A major exhibition, Frida Kahlo and Diego Rivera: from the Jacques and Natasha Gelman Collection, is running now at the Art Gallery of NSW. And while Rivera was a seminal Mexican painter in his own right, all eyes are on Kahlo: on that serious, soulful gaze peering out from beneath those famous dark brows. In those imaginative paintings that speak volumes of the artist and her personal pain (emotional and physical: her tumultuous relationship with Rivera, miscarriage and injuries sustained from a bus crash are all well documented), and of the Mexico – still reeling from the revolution – that she belonged to.
Of the approximately 150 paintings that Kahlo painted before she died at the age of 47, 65 were self-portraits. Of this number, the Art Gallery of NSW is showcasing a concise and intimate selection that includes some of her most recognisable works. But what made the artist document her own image time and time again? At face value, the fact that Kahlo was often bed-bound as a result of her injuries and subsequent surgeries surely contributes; the mirror in easy reach. “I paint self-portraits because I am so often alone, because I am the person I know best,” she is often quoted as saying.

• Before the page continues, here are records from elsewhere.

//! Geographic bounding boxes used to clip global fields to an area of interest.

use serde::{Deserialize, Serialize};

/// A geographic bounding box in degrees (EPSG:4326).
///
/// Longitudes may be given either in -180..180 or 0..360; comparisons against
/// grid axes go through [`normalize_lon`] so both conventions work.
#[derive(Debug, Clone, Copy, PartialEq, Serialize, Deserialize)]
pub struct BoundingBox {
    pub min_lon: f64,
    pub min_lat: f64,
    pub max_lon: f64,
    pub max_lat: f64,
}

impl BoundingBox {
    /// Create a new bounding box from corner coordinates.
    pub const fn new(min_lon: f64, min_lat: f64, max_lon: f64, max_lat: f64) -> Self {
        Self {
            min_lon,
            min_lat,
            max_lon,
            max_lat,
        }
    }

    /// Parse a `min_lon,min_lat,max_lon,max_lat` string.
    pub fn from_query_string(s: &str) -> Result<Self, BboxParseError> {
        let parts: Vec<&str> = s.split(',').collect();
        if parts.len() != 4 {
            return Err(BboxParseError::InvalidFormat(s.to_string()));
        }

        let parse = |p: &str| {
            p.trim()
                .parse::<f64>()
                .map_err(|_| BboxParseError::InvalidNumber(p.to_string()))
        };

        let bbox = Self {
            min_lon: parse(parts[0])?,
            min_lat: parse(parts[1])?,
            max_lon: parse(parts[2])?,
            max_lat: parse(parts[3])?,
        };
        bbox.validate()?;
        Ok(bbox)
    }

    /// Check the `lat_min < lat_max` and `lon_min < lon_max` invariant.
    pub fn validate(&self) -> Result<(), BboxParseError> {
        let finite = [self.min_lon, self.min_lat, self.max_lon, self.max_lat]
            .iter()
            .all(|v| v.is_finite());
        if !finite || self.min_lat >= self.max_lat || self.min_lon >= self.max_lon {
            return Err(BboxParseError::Degenerate(self.to_string()));
        }
        if self.min_lat < -90.0 || self.max_lat > 90.0 {
            return Err(BboxParseError::Degenerate(self.to_string()));
        }
        Ok(())
    }

    /// Width of the bounding box in degrees of longitude.
    pub fn width(&self) -> f64 {
        self.max_lon - self.min_lon
    }

    /// Height of the bounding box in degrees of latitude.
    pub fn height(&self) -> f64 {
        self.max_lat - self.min_lat
    }

    /// Check if a point is contained within this bbox (bounds inclusive).
    pub fn contains_point(&self, lon: f64, lat: f64) -> bool {
        let lon = self.align_lon(lon);
        lon >= self.min_lon && lon <= self.max_lon && lat >= self.min_lat && lat <= self.max_lat
    }

    /// Grow the box by `margin` degrees on every side.
    pub fn expand(&self, margin: f64) -> BoundingBox {
        BoundingBox {
            min_lon: self.min_lon - margin,
            min_lat: (self.min_lat - margin).max(-90.0),
            max_lon: self.max_lon + margin,
            max_lat: (self.max_lat + margin).min(90.0),
        }
    }

    /// Extent in plotting order: `[lon_min, lon_max, lat_min, lat_max]`.
    pub fn extent(&self) -> [f64; 4] {
        [self.min_lon, self.max_lon, self.min_lat, self.max_lat]
    }

    /// Bring a longitude into the same convention as this box.
    pub fn align_lon(&self, lon: f64) -> f64 {
        if self.min_lon < 0.0 && lon > 180.0 {
            lon - 360.0
        } else if self.min_lon >= 0.0 && lon < 0.0 {
            lon + 360.0
        } else {
            lon
        }
    }
}

impl std::fmt::Display for BoundingBox {
    fn fmt(&self, f: &mut std::fmt::Formatter<'_>) -> std::fmt::Result {
        write!(
            f,
            "{},{},{},{}",
            self.min_lon, self.min_lat, self.max_lon, self.max_lat
        )
    }
}

/// Normalize a longitude into the 0..360 range used by GFS grids.
pub fn normalize_lon(lon: f64) -> f64 {
    let l = lon % 360.0;
    if l < 0.0 {
        l + 360.0
    } else {
        l
    }
}

#[derive(Debug, thiserror::Error)]
pub enum BboxParseError {
    #[error("Invalid bounding box format: {0}. Expected 'min_lon,min_lat,max_lon,max_lat'")]
    InvalidFormat(String),

    #[error("Invalid number in bounding box: {0}")]
    InvalidNumber(String),

    #[error("Degenerate bounding box: {0}")]
    Degenerate(String),
}

#[cfg(test)]
mod tests {
    use super::*;

    #[test]
    fn test_parse_query_bbox() {
        let bbox = BoundingBox::from_query_string("121.5,-11.0,122.3,-10.0").unwrap();
        assert_eq!(bbox.min_lon, 121.5);
        assert_eq!(bbox.min_lat, -11.0);
        assert_eq!(bbox.max_lon, 122.3);
        assert_eq!(bbox.max_lat, -10.0);
    }

    #[test]
    fn test_degenerate_rejected() {
        assert!(BoundingBox::new(10.0, 5.0, 10.0, 6.0).validate().is_err());
        assert!(BoundingBox::new(10.0, 6.0, 11.0, 5.0).validate().is_err());
    }

    #[test]
    fn test_normalize_lon() {
        assert_eq!(normalize_lon(-60.0), 300.0);
        assert_eq!(normalize_lon(121.5), 121.5);
        assert_eq!(normalize_lon(360.0), 0.0);
    }
}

But there’s something else at play, which emerges when you contemplate Kahlo’s self-portraits alongside the striking photography included in the show (a combination of portraits and quiet moments shared between the couple, captured by professionals, friends and lovers). “The more time you spend with [the paintings and photographs], you start to realise that [Kahlo’s] self-portraiture project is not a straightforward one, it’s quite a complex thing,” says the exhibition’s curator, Nicholas Chambers. “It’s performative and, as other commentators have suggested, her approach even pre-empts post-modern ways for thinking about the self in art.”
Frida’s father was a commercial photographer and it has been suggested by scholars of her work (most notably Salomon Grimberg) that the first time she saw her own image as a child was in a photograph rather than a mirror. “When she was growing up she was surrounded by photography,” says Chambers. “And I think it’s fair to say that by her twenties she had developed a sophisticated understanding of the medium, and of the way one could work with it to craft a public identity.”

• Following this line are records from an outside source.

//! Common types shared by the forecast viewer crates: regions, runs,
//! gridded fields and the parameter table.

pub mod bbox;
pub mod error;
pub mod grid;
pub mod parameter;
pub mod region;
pub mod time;

pub use bbox::BoundingBox;
pub use error::{ForecastError, ForecastResult, Severity};
pub use grid::{AxisOrder, GriddedField};
pub use parameter::{Colormap, Derivation, Parameter, ParameterSpec, RenderMode, UnitConversion};
pub use region::{PointOfInterest, Region, TitleLayout};
pub use time::{ForecastRun, ForecastStep, ModelCycle};
use std::path::{Path, PathBuf};
use std::process::ExitCode;

use anyhow::Result;
use clap::{Parser, Subcommand};

use palmsim::io::ini::Config;
use palmsim::io::output::RunWriter;
use palmsim::sim::driver::Simulation;
use palmsim::sim::weather::stats;

/// Oil palm stand growth and yield simulator.
#[derive(Parser)]
#[command(name = "palmsim")]
#[command(about = "Simulate oil palm growth and yield from weather and soil inputs")]
struct Cli {
    #[command(subcommand)]
    mode: Mode,
}

#[derive(Subcommand)]
enum Mode {
    /// Run the model: daily with `-n`, a 24-hour hourly run without it
    Run {
        /// Model initialization file
        #[arg(short = 'i', long = "input")]
        input: PathBuf,
        /// Results file
        #[arg(short = 'o', long = "output")]
        output: PathBuf,
        /// Number of simulation days; omit for an hourly run
        #[arg(short = 'n', long = "days")]
        days: Option<u32>,
    },
    /// Compute and write weather statistics over the full weather record
    Met {
        /// Model initialization file
        #[arg(short = 'i', long = "input")]
        input: PathBuf,
        /// Statistics file
        #[arg(short = 'o', long = "output")]
        output: PathBuf,
        /// Append to an existing statistics file
        #[arg(short = 'a', long = "append")]
        append: bool,
    },
}

enum Failure {
    /// Bad or missing inputs: exit code 2.
    Input(anyhow::Error),
    /// The run itself failed: exit code 1.
    Runtime(anyhow::Error),
}

fn build(input: &Path) -> Result<(Config, Simulation)> {
    let cfg = Config::load(input)?;
    let sim = Simulation::new(&cfg)?;
    Ok((cfg, sim))
}

fn run(cli: Cli) -> Result<(), Failure> {
    match cli.mode {
        Mode::Run {
            input,
            output,
            days,
        } => {
            let (cfg, mut sim) = build(&input).map_err(Failure::Input)?;
            let aux = cfg
                .auxfile
                .as_ref()
                .map(|name| (cfg.resolve(name), cfg.auxvars.clone()));
            let mut writer =
                RunWriter::create(&output, cfg.effective_seed, aux).map_err(Failure::Input)?;
            let result = match days {
                Some(n) => sim.run_daily(n, &mut writer),
                None => sim.run_hourly(&mut writer),
            };
            result.map_err(Failure::Runtime)?;
            writer.finish().map_err(Failure::Runtime)
        }
        Mode::Met {
            input,
            output,
            append,
        } => {
            let (_cfg, mut sim) = build(&input).map_err(Failure::Input)?;
            stats::output_stats(&mut sim.meteo, &output, append).map_err(Failure::Runtime)
        }
    }
}

fn main() -> ExitCode {
    let cli = Cli::parse();
    match run(cli) {
        Ok(()) => ExitCode::SUCCESS,
        Err(Failure::Runtime(e)) => {
            eprintln!("error: {e:#}");
            ExitCode::from(1)
        }
        Err(Failure::Input(e)) => {
            eprintln!("input error: {e:#}");
            ExitCode::from(2)
        }
    }
}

So Kahlo was PR-savvy: and, as Chambers suggests, you can trace her self-invention from these photographs through to her paintings. An example of this self-invention lies in the traditional dress we have come to associate Kahlo’s image with. Rather than an expression of the artist’s actual “Mexican-ness” (she was in fact of mostly Spanish and German descent), Chambers describes this as a “a symbol of her solidarity with the Mexican revolution.” And it is this constructed image that gave rise to her celebrity, cult-like status (‘Fridamania’) both in her lifetime and ever since.

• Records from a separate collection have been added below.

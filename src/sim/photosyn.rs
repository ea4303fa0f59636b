use anyhow::Result;
use serde::Serialize;

use super::meteo::{svp_at, Meteo};
use crate::quad;

/// Canopy extinction coefficients.
#[derive(Debug, Clone, Copy, Serialize)]
pub struct Extinction {
    /// For direct irradiance (depends on solar elevation).
    pub kdr: f64,
    /// For diffuse irradiance (integrated over the sky, fixed within a day).
    pub kdf: f64,
}

/// PAR reflection coefficients.
#[derive(Debug, Clone, Copy, Serialize)]
pub struct Reflect {
    pub pdr: f64,
    pub pdf: f64,
}

/// Leaf area index components (m2 leaf/m2 ground).
#[derive(Debug, Clone, Copy, Default, Serialize)]
pub struct LaiComponents {
    pub total: f64,
    pub sunlit: f64,
    pub shaded: f64,
}

/// PAR components (umol photons/m2/s).
#[derive(Debug, Clone, Copy, Default, Serialize)]
pub struct Par {
    /// Direct component outside the canopy.
    pub outdr: f64,
    /// Diffuse component outside the canopy.
    pub outdf: f64,
    /// Direct plus scatter within the canopy.
    pub indrscatter: f64,
    /// Direct component within the canopy.
    pub indr: f64,
    /// Scatter component within the canopy.
    pub inscatter: f64,
    /// Diffuse component within the canopy.
    pub indf: f64,
    /// Absorbed by sunlit leaves.
    pub abssunlit: f64,
    /// Absorbed by shaded leaves.
    pub absshaded: f64,
}

/// Temperature-dependent assimilation coefficients.
#[derive(Debug, Clone, Copy, Serialize)]
pub struct AssimCoef {
    /// Michaelis-Menten constant for CO2 (umol/mol).
    pub mmco2: f64,
    /// Michaelis-Menten constant for O2 (umol/mol).
    pub mmo2: f64,
    /// CO2/O2 specificity factor.
    pub specificity: f64,
    /// Rubisco maximum capacity (umol CO2/m2 leaf/s).
    pub vcmax: f64,
    /// CO2 compensation point (umol/mol).
    pub co2pt: f64,
}

/// Leaf CO2 assimilation components (umol CO2/m2 leaf/s).
#[derive(Debug, Clone, Copy, Default, Serialize)]
pub struct LeafAssim {
    /// Rubisco-limited rate.
    pub vc: f64,
    /// Light-limited rate, sunlit leaves.
    pub vqsl: f64,
    /// Light-limited rate, shaded leaves.
    pub vqsh: f64,
    /// Sink-limited rate.
    pub vs: f64,
    pub sunlit: f64,
    pub shaded: f64,
}

#[derive(Debug, Clone, Copy)]
pub struct PhotosynConfig {
    /// Ambient CO2 (umol/mol) if positive; a calendar year if negative, from
    /// which the concentration is taken off the fitted historical trend.
    pub co2ambient: f64,
    /// Annual change in ambient CO2 (umol/mol/year).
    pub co2change: f64,
    /// Quantum yield (umol CO2/umol photons).
    pub quantum_yield: f64,
    /// Canopy clump factor.
    pub clump: f64,
}

/// Leaf and canopy CO2 assimilation.
#[derive(Serialize)]
pub struct Photosyn {
    pub co2ambient: f64,
    co2change: f64,
    parscatter: f64,
    parabsorb: f64,
    parsoil: f64,
    pub quantum_yield: f64,
    pub clump: f64,
    pub o2ambient: f64,
    pub co2internal: f64,
    pub extcoef: Extinction,
    /// Canopy gap fraction seen from the zenith (1 = fully open).
    pub gap: f64,
    pub refcoef: Reflect,
    pub laicomp: LaiComponents,
    pub par: Par,
    pub assimcoef: AssimCoef,
    pub leafassim: LeafAssim,
    /// Instantaneous canopy assimilation (umol CO2/m2 ground/s).
    pub canopyassim: f64,
    /// Daily canopy assimilation (kg CH2O/palm/day).
    pub dayassim: f64,
}

impl Photosyn {
    pub fn new(cfg: &PhotosynConfig) -> Result<Self> {
        let co2ambient = if cfg.co2ambient > 0.0 {
            cfg.co2ambient
        } else {
            Self::ambient_co2(-cfg.co2ambient)
        };
        anyhow::ensure!(
            cfg.clump > 0.0,
            "canopy clump factor must be positive, got {}",
            cfg.clump
        );
        Ok(Self {
            co2ambient,
            co2change: cfg.co2change,
            parscatter: 0.8,
            parabsorb: 0.8,
            parsoil: 0.15,
            quantum_yield: cfg.quantum_yield,
            clump: cfg.clump,
            o2ambient: 210_000.0,
            co2internal: 0.7 * co2ambient,
            extcoef: Extinction { kdr: 0.5, kdf: 0.5 },
            gap: 1.0,
            refcoef: Reflect { pdr: 0.04, pdf: 0.04 },
            laicomp: LaiComponents::default(),
            par: Par::default(),
            assimcoef: AssimCoef {
                mmco2: 270.0,
                mmo2: 165_000.0,
                specificity: 2800.0,
                vcmax: 100.0,
                co2pt: 35.0,
            },
            leafassim: LeafAssim::default(),
            canopyassim: 0.0,
            dayassim: 0.0,
        })
    }

    /// Mean annual ambient CO2 (umol/mol) for a given year, from a quadratic
    /// fitted to the historical trend (linear in the square).
    pub fn ambient_co2(year: f64) -> f64 {
        let (a, b, c) = (39_413_600.0, -40_620.109_6, 10.490_94);
        (a + b * year + c * year * year).sqrt()
    }

    /// Day-of-year hook: the ambient CO2 drifts by the annual change.
    pub fn on_new_day(&mut self) {
        self.co2ambient += self.co2change / 365.0;
    }

    /// Freezes the within-day constants: the diffuse extinction coefficient,
    /// integrated over the sky by quadrature of Beer-law transmission.
    pub fn set_daily(&mut self, lai: f64) -> Result<()> {
        self.extcoef.kdf = self.diffuse_extinction(lai)?;
        Ok(())
    }

    fn diffuse_extinction(&self, lai: f64) -> Result<f64> {
        let x = self.clump * lai;
        if x < 1e-6 {
            return Ok(0.5);
        }
        // transmission of a uniform-overcast sky through the canopy
        let tau = quad::integrate(5, 0.0, std::f64::consts::FRAC_PI_2, |inc| {
            let kdr = (0.5 / inc.cos()).min(10.0);
            Ok([(-kdr * x).exp() * 2.0 * inc.sin() * inc.cos()])
        })?[0];
        Ok(-tau.max(1e-12).ln() / x)
    }

    /// Canopy geometry and PAR decomposition at the current solar hour.
    pub fn update_hour(&mut self, met: &Meteo, lai: f64) {
        self.extcoef.kdr = (0.5 / met.solarpos.inc.cos()).min(10.0);
        self.gap = (-self.extcoef.kdr * self.clump * lai).exp();
        self.refcoef = self.reflection_coef(lai);
        self.laicomp = self.lai_components(lai);
        self.par = self.par_components(met, lai);
    }

    fn reflection_coef(&self, lai: f64) -> Reflect {
        let a = self.parscatter.sqrt() * lai;
        Reflect {
            pdr: (self.parsoil * (-2.0 * self.extcoef.kdr * self.clump * a).exp()).max(0.04),
            pdf: (self.parsoil * (-2.0 * self.extcoef.kdf * a).exp()).max(0.04),
        }
    }

    fn lai_components(&self, lai: f64) -> LaiComponents {
        let a = self.extcoef.kdr * self.clump;
        let sunlit = (1.0 - (-a * lai).exp()) / a;
        LaiComponents {
            total: lai,
            sunlit,
            shaded: lai - sunlit,
        }
    }

    /// Goudriaan decomposition of PAR outside and within the canopy, and the
    /// amounts absorbed by the sunlit and shaded leaf classes.
    fn par_components(&self, met: &Meteo, lai: f64) -> Par {
        // 50% of solar radiation is PAR; 1 W/m2 = 4.55 umol photons/m2/s
        let qdr = met.rad.direct * 0.5 * 4.55;
        let qdf = met.rad.diffuse * 0.5 * 4.55;
        let a = self.extcoef.kdr * self.clump * lai;
        let b = self.parscatter.sqrt();
        let indrscatter = (1.0 - self.refcoef.pdr) * qdr * (-a * b).exp();
        let indr = (1.0 - self.refcoef.pdr) * qdr * (-a).exp();
        let inscatter = 0.5 * (indrscatter - indr);
        let adf = self.extcoef.kdf * b * lai;
        let indf = if adf > 1e-9 {
            (1.0 - self.refcoef.pdf) * qdf * (1.0 - (-adf).exp()) / adf
        } else {
            (1.0 - self.refcoef.pdf) * qdf
        };
        let abssunlit =
            self.parabsorb * (self.extcoef.kdr * self.clump * qdr + indf + inscatter);
        let absshaded = self.parabsorb * (indf + inscatter);
        Par {
            outdr: qdr,
            outdf: qdf,
            indrscatter,
            indr,
            inscatter,
            indf,
            abssunlit,
            absshaded,
        }
    }

    /// Temperature-dependent assimilation coefficients at the given canopy
    /// temperature (Q10 forms; Vcmax declines with age and cuts off above
    /// 40 deg C).
    fn assim_coefs(&self, canopytemp: f64, treeage: u32) -> AssimCoef {
        let q10 = |val25: f64, q: f64| val25 * q.powf((canopytemp - 25.0) / 10.0);
        let vcmax25 = 87.935 - 0.0026 * treeage as f64;
        let mmco2 = q10(270.0, 2.786);
        let mmo2 = q10(165_000.0, 1.355);
        let specificity = q10(2800.0, 0.703);
        let mut vcmax = q10(vcmax25, 2.573);
        vcmax /= 1.0 + (0.29 * (canopytemp - 40.0)).exp();
        let co2pt = 0.5 * self.o2ambient / specificity;
        AssimCoef {
            mmco2,
            mmo2,
            specificity,
            vcmax,
            co2pt,
        }
    }

    /// Intercellular CO2 (umol/mol) from ambient CO2 and leaf VPD.
    fn internal_co2(&self, canopytemp: f64, met: &Meteo) -> f64 {
        // beyond 65 mbar leaf VPD the stomata close fully in oil palm
        let vpdleaf = (svp_at(canopytemp) - met.vp).min(65.0);
        let (a, b) = (0.0615, 0.0213);
        let ca = self.co2ambient;
        ca * (1.0 - (1.0 - self.assimcoef.co2pt / ca) * (a + b * vpdleaf))
    }

    fn leaf_assimilation(&self) -> LeafAssim {
        let co2diff = (self.co2internal - self.assimcoef.co2pt).max(0.0);
        let n = 1.0 + self.o2ambient / self.assimcoef.mmo2;
        let vc = self.assimcoef.vcmax * co2diff / (self.assimcoef.mmco2 * n + self.co2internal);
        let a = co2diff / (self.co2internal + 2.0 * self.assimcoef.co2pt)
            * self.quantum_yield
            * self.parabsorb;
        let vqsl = self.par.abssunlit * a;
        let vqsh = self.par.absshaded * a;
        let vs = self.assimcoef.vcmax * 0.5;
        LeafAssim {
            vc,
            vqsl,
            vqsh,
            vs,
            sunlit: vc.min(vqsl).min(vs),
            shaded: vc.min(vqsh).min(vs),
        }
    }

    /// Instantaneous canopy assimilation at the given canopy temperature.
    /// [`Photosyn::update_hour`] must have run for the current hour.
    pub fn assimilate(&mut self, canopytemp: f64, met: &Meteo, treeage: u32) {
        self.assimcoef = self.assim_coefs(canopytemp, treeage);
        self.co2internal = self.internal_co2(canopytemp, met);
        self.leafassim = self.leaf_assimilation();
        self.canopyassim = self.leafassim.sunlit * self.laicomp.sunlit
            + self.leafassim.shaded * self.laicomp.shaded;
    }

    /// Stores the daily canopy assimilation from its daylight integral
    /// (umol CO2/m2/s integrated over hours), as kg CH2O per palm per day.
    pub fn set_daily_assim(&mut self, daylight_integral: f64, plantdens: f64) {
        self.dayassim = daylight_integral * 1.08 / plantdens;
    }
}

#[cfg(test)]
mod tests {
    use super::*;
    use crate::sim::meteo::SiteConfig;
    use crate::sim::weather::{WeatherFile, WeatherSource};

    fn met() -> Meteo {
        let mut s = String::from("*doy,tmin,tmax,wind,rain\n");
        for d in 1..=365 {
            s.push_str(&format!("{d},22.0,32.0,1.5,0.0\n"));
        }
        let source: Box<dyn WeatherSource> = Box::new(WeatherFile::parse(&s, 365).unwrap());
        let site = SiteConfig {
            lat: 3.0,
            methgt: 10.0,
            doy: 100,
            solarhour: 12.0,
            dewtemp: 22.0,
            lag: 2.0,
            reuse_weather: true,
        };
        Meteo::new(site, source).unwrap()
    }

    fn photosyn() -> Photosyn {
        Photosyn::new(&PhotosynConfig {
            co2ambient: 400.0,
            co2change: 0.0,
            quantum_yield: 0.051,
            clump: 1.0,
        })
        .unwrap()
    }

    #[test]
    fn test_ambient_co2_trend() {
        let c2000 = Photosyn::ambient_co2(2000.0);
        assert!((c2000 - 370.0).abs() < 5.0, "got {c2000}");
        assert!(Photosyn::ambient_co2(2020.0) > c2000);
    }

    #[test]
    fn test_lai_partition() {
        let mut p = photosyn();
        let m = met();
        for lai in [0.5, 2.0, 4.5, 6.0] {
            p.set_daily(lai).unwrap();
            p.update_hour(&m, lai);
            let lc = p.laicomp;
            assert!((lc.total - (lc.sunlit + lc.shaded)).abs() < 1e-9);
            assert!(lc.sunlit > 0.0 && lc.shaded >= 0.0);
        }
    }

    #[test]
    fn test_assimilation_positive_under_light() {
        let mut p = photosyn();
        let m = met();
        p.set_daily(3.0).unwrap();
        p.update_hour(&m, 3.0);
        p.assimilate(30.0, &m, 3650);
        assert!(p.canopyassim > 0.0);
        assert!(p.leafassim.sunlit >= p.leafassim.shaded);
        assert!(p.leafassim.vs > 0.0);
    }

    #[test]
    fn test_zero_lai_zero_assimilation() {
        let mut p = photosyn();
        let m = met();
        p.set_daily(0.0).unwrap();
        p.update_hour(&m, 0.0);
        p.assimilate(30.0, &m, 3650);
        assert!((p.gap - 1.0).abs() < 1e-12, "no canopy means full gap");
        assert!(p.canopyassim.abs() < 1e-12);
    }

    #[test]
    fn test_co2_doubling_raises_assimilation() {
        let m = met();
        let mut low = photosyn();
        low.set_daily(3.0).unwrap();
        low.update_hour(&m, 3.0);
        low.assimilate(30.0, &m, 3650);

        let mut high = Photosyn::new(&PhotosynConfig {
            co2ambient: 800.0,
            co2change: 0.0,
            quantum_yield: 0.051,
            clump: 1.0,
        })
        .unwrap();
        high.set_daily(3.0).unwrap();
        high.update_hour(&m, 3.0);
        high.assimilate(30.0, &m, 3650);

        let gain = high.canopyassim / low.canopyassim - 1.0;
        assert!(gain > 0.10 && gain < 0.70, "CO2 doubling gain was {gain}");
    }

    #[test]
    fn test_diffuse_extinction_reasonable() {
        let p = photosyn();
        for lai in [0.5, 2.0, 5.0] {
            let kdf = p.diffuse_extinction(lai).unwrap();
            assert!(kdf > 0.4 && kdf < 1.5, "kdf {kdf} at lai {lai}");
        }
        assert!((p.diffuse_extinction(0.0).unwrap() - 0.5).abs() < 1e-12);
    }

    #[test]
    fn test_negative_config_co2_means_year() {
        let p = Photosyn::new(&PhotosynConfig {
            co2ambient: -2000.0,
            co2change: 0.0,
            quantum_yield: 0.051,
            clump: 1.0,
        })
        .unwrap();
        assert!((p.co2ambient - Photosyn::ambient_co2(2000.0)).abs() < 1e-9);
    }
}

Artist Salote Tawale was invited to present a performance lecture at the Art Gallery of NSW to coincide with the exhibition, and what is striking to her about Kahlo’s self-portraits are the layers of coded meaning painted into the imagery. It’s easy to be dismissive and derisive of the selfie: but maybe they too are ripe with coded meanings, explorations of who we are in this digital revolution. And maybe Kahlo’s motivations for painting self-portraits are not so wildly different to those millions who take to social media with their own careful constructions: what is a selfie if not a means of self-branding?
Chambers doesn’t consider it a huge stretch of the imagination: “Obviously there are completely different factors at play, but conceptually speaking it is very much about the way that one can use images– whether they be painted or photographic – to construct different identities.”
But this point of construction is also the point at which any shared intent dissolves, Tawale considers. Where the selfie is immediate and “you’re knowingly putting yourself into this realm of billions and billions of images”, an artist’s job is to separate from that mass and to consider how a future audience might read and relate to their work. They create “a sort of intimate, but distant relationship with this future audience”, she says.
It’s easy to see the intrinsic value of a Frida Kahlo self-portrait as a cultural document now, while anthropologists are scrabbling to find meaning in today’s slew of self-portraiture. But maybe – who knows? – we might treat selfies with the same respect in the future. “I wonder if archaeologists in 100 years will be combing through a bazillion selfies trying to piece something together!” laughs Tawale. Just as Kahlo painted all the complexity of her person and place into her artwork, so the selfie generation can’t be splashed with broad brushstrokes.
Frida Kahlo and Diego Rivera: from the Jacques and Natasha Gelman Collection runs at the Art Gallery of NSW until October 9 2016. Due to the show’s popularity, online booking is highly recommended (tickets are dated and timed).